“This gives us a strong foundation to extend our reach when it comes to space-related activities such as robotics, automation, systems design, and the launching of payloads.”
Queensland’s space industry currently supports more than 2000 full-time-equivalent jobs and generates $760 million in annual revenue, with about 20 per cent of Australia’s space jobs in the state, the investment strategy says.
Mr Dick said the state government’s goal was to focus on four space-related areas to create up to 6000 new jobs and generate $6 billion annually by 2036.
The investment strategy focuses on two aspects – developing orbital launch and static rocket-testing facilities, satellite ground stations and a data analytics hub, and helping space industry businesses grow locally and internationally.

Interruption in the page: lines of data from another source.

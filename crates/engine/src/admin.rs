//! Administrative edits to the workflow graph.
//!
//! Every check runs before the write, and every successful write invalidates
//! the shared graph cache.

use std::sync::Arc;
use std::time::Duration;

use tokio::time::Instant;
use txflow_storage::{
    NewStatus, NewTransition, StatusId, StatusRecord, StorageError, TransitionRecord,
    WorkflowStore,
};

use crate::cache::GraphCache;
use crate::deadline::bounded;
use crate::error::EngineError;
use crate::graph::WorkflowGraph;

const NAME_MAX: usize = 50;
const DESCRIPTION_MAX: usize = 200;

#[derive(Debug, thiserror::Error)]
pub enum AdminError {
    #[error("Status with name '{name}' already exists")]
    DuplicateStatusName { name: String },

    #[error("An initial status already exists (ID {existing}). Only one initial status is allowed.")]
    InitialStatusExists { existing: StatusId },

    #[error("Status with ID {status_id} not found")]
    StatusNotFound { status_id: StatusId },

    #[error("Transition from status {from_status_id} to status {to_status_id} already exists")]
    DuplicateTransition {
        from_status_id: StatusId,
        to_status_id: StatusId,
    },

    #[error("Cannot create transition from final status '{name}'")]
    TransitionFromFinal { status_id: StatusId, name: String },

    #[error("invalid input: {0}")]
    InvalidInput(String),

    #[error(transparent)]
    Store(#[from] EngineError),
}

impl AdminError {
    pub fn code(&self) -> &'static str {
        match self {
            AdminError::DuplicateStatusName { .. } => "duplicate_status_name",
            AdminError::InitialStatusExists { .. } => "initial_status_exists",
            AdminError::StatusNotFound { .. } => "not_found",
            AdminError::DuplicateTransition { .. } => "duplicate_transition",
            AdminError::TransitionFromFinal { .. } => "transition_from_final",
            AdminError::InvalidInput(_) => "invalid_input",
            AdminError::Store(err) => err.code(),
        }
    }
}

impl From<StorageError> for AdminError {
    fn from(err: StorageError) -> Self {
        match err {
            StorageError::DuplicateStatus { name } => AdminError::DuplicateStatusName { name },
            StorageError::DuplicateTransition {
                from_status_id,
                to_status_id,
            } => AdminError::DuplicateTransition {
                from_status_id,
                to_status_id,
            },
            StorageError::StatusNotFound { status_id } => AdminError::StatusNotFound { status_id },
            other => AdminError::Store(other.into()),
        }
    }
}

/// Graph editing service. Obtained from `WorkflowEngine::admin`, so it
/// shares the engine's cache.
pub struct WorkflowAdmin<S> {
    store: Arc<S>,
    cache: Arc<GraphCache<S>>,
    timeout: Duration,
}

impl<S: WorkflowStore> WorkflowAdmin<S> {
    pub fn new(store: Arc<S>, cache: Arc<GraphCache<S>>, timeout: Duration) -> Self {
        Self {
            store,
            cache,
            timeout,
        }
    }

    fn deadline(&self) -> Instant {
        Instant::now() + self.timeout
    }

    /// All statuses, read from the store.
    pub async fn list_statuses(&self) -> Result<Vec<StatusRecord>, AdminError> {
        Ok(bounded(self.deadline(), "list_statuses", self.store.list_statuses()).await?)
    }

    /// All transitions with endpoint names, ordered by source then destination.
    pub async fn list_transitions(&self) -> Result<Vec<TransitionRecord>, AdminError> {
        Ok(bounded(
            self.deadline(),
            "list_transitions",
            self.store.list_transitions(),
        )
        .await?)
    }

    pub async fn add_status(&self, status: NewStatus) -> Result<StatusRecord, AdminError> {
        let status = NewStatus {
            name: required_name(&status.name)?,
            description: optional_description(status.description)?,
            ..status
        };
        let deadline = self.deadline();

        let existing = bounded(deadline, "list_statuses", self.store.list_statuses()).await?;
        if existing
            .iter()
            .any(|s| s.name.eq_ignore_ascii_case(&status.name))
        {
            return Err(AdminError::DuplicateStatusName { name: status.name });
        }
        if status.is_initial {
            if let Some(initial) = existing.iter().find(|s| s.is_initial) {
                return Err(AdminError::InitialStatusExists {
                    existing: initial.id,
                });
            }
        }

        let record =
            bounded_store(deadline, "insert_status", self.store.insert_status(status)).await?;
        self.cache.invalidate();
        tracing::info!(status_id = %record.id, name = %record.name, "status added");
        Ok(record)
    }

    pub async fn add_transition(
        &self,
        transition: NewTransition,
    ) -> Result<TransitionRecord, AdminError> {
        let transition = NewTransition {
            name: required_name(&transition.name)?,
            description: optional_description(transition.description)?,
            ..transition
        };
        let deadline = self.deadline();

        let statuses = bounded(deadline, "list_statuses", self.store.list_statuses()).await?;
        let find = |status_id: StatusId| {
            statuses
                .iter()
                .find(|s| s.id == status_id)
                .ok_or(AdminError::StatusNotFound { status_id })
        };
        let from = find(transition.from_status_id)?;
        find(transition.to_status_id)?;

        let transitions =
            bounded(deadline, "list_transitions", self.store.list_transitions()).await?;
        if transitions.iter().any(|t| {
            t.from_status_id == transition.from_status_id
                && t.to_status_id == transition.to_status_id
        }) {
            return Err(AdminError::DuplicateTransition {
                from_status_id: transition.from_status_id,
                to_status_id: transition.to_status_id,
            });
        }
        if from.is_final {
            return Err(AdminError::TransitionFromFinal {
                status_id: from.id,
                name: from.name.clone(),
            });
        }

        let record = bounded_store(
            deadline,
            "insert_transition",
            self.store.insert_transition(transition),
        )
        .await?;
        self.cache.invalidate();
        tracing::info!(
            transition_id = record.id,
            from = %record.from_status_name,
            to = %record.to_status_name,
            name = %record.name,
            "transition added"
        );
        Ok(record)
    }

    /// Drop the cached graph and load a fresh one.
    pub async fn refresh_cache(&self) -> Result<Arc<WorkflowGraph>, AdminError> {
        let graph = self.cache.refresh(self.deadline()).await?;
        tracing::info!(
            statuses = graph.statuses().len(),
            transitions = graph.transitions().len(),
            "workflow graph cache refreshed"
        );
        Ok(graph)
    }
}

/// Like `bounded`, but keeps store uniqueness failures as admin errors. The
/// store's own checks catch writes that raced past ours.
async fn bounded_store<T, F>(
    deadline: Instant,
    operation: &'static str,
    call: F,
) -> Result<T, AdminError>
where
    F: std::future::Future<Output = Result<T, StorageError>>,
{
    match tokio::time::timeout_at(deadline, call).await {
        Ok(result) => result.map_err(AdminError::from),
        Err(_) => Err(EngineError::Timeout { operation }.into()),
    }
}

fn required_name(name: &str) -> Result<String, AdminError> {
    let name = name.trim();
    if name.is_empty() {
        return Err(AdminError::InvalidInput("name is required".to_string()));
    }
    if name.chars().count() > NAME_MAX {
        return Err(AdminError::InvalidInput(format!(
            "name must be at most {NAME_MAX} characters"
        )));
    }
    Ok(name.to_string())
}

fn optional_description(description: Option<String>) -> Result<Option<String>, AdminError> {
    let description = description
        .map(|d| d.trim().to_string())
        .filter(|d| !d.is_empty());
    if description
        .as_ref()
        .is_some_and(|d| d.chars().count() > DESCRIPTION_MAX)
    {
        return Err(AdminError::InvalidInput(format!(
            "description must be at most {DESCRIPTION_MAX} characters"
        )));
    }
    Ok(description)
}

Mr Dick cited Queensland’s remote, “advantageous” location and strong university-led research abilities, combined with its robotic, automation and manufacturing industries, as key to the process.
Nationally, the space industry generates between $3 billion and $4 billion in annual revenue, with the global space economy worth US$345 billion ($513 billion).
“Queensland’s space industry already supports 2000 jobs and generates $760 million in annual revenue through industry services like satellite communications, and we’re eager to build on these numbers,” Mr Dick said.
“Space technology also adds value to other areas of our economy, delivering increased productivity through Earth observation data and satellite positioning systems.
“For example, there is huge potential for key industries in Queensland to benefit from satellite data to improve practices like land and fresh water management, and agricultural production.”